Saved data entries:
################
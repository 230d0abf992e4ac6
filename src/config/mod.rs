// ABOUTME: Configuration management module for runtime settings
// ABOUTME: Environment-driven configuration for the optional Gemini backend
//
// SPDX-License-Identifier: MIT OR Apache-2.0
// Copyright (c) 2025 GeoCrop

//! Configuration module for GeoCrop
//!
//! All configuration comes from environment variables. There are no config
//! files.

/// Environment configuration
pub mod environment;

pub use environment::{is_usable_api_key, GeminiConfig};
################
YOUR TASK: Restate the data above word for word, please.

WRITTEN SOLUTION:
repository 230d0abf992e4ac6
filename src/config/mod.rs
// ABOUTME: Configuration management module for runtime settings
// ABOUTME: Environment-driven configuration for the optional Gemini backend
//
// SPDX-License-Identifier: MIT OR Apache-2.0
// Copyright (c) 2025 GeoCrop

//! Configuration module for GeoCrop
//!
//! All configuration comes from environment variables. There are no config
//! files.

/// Environment configuration
pub mod environment;

pub use environment::{is_usable_api_key, GeminiConfig};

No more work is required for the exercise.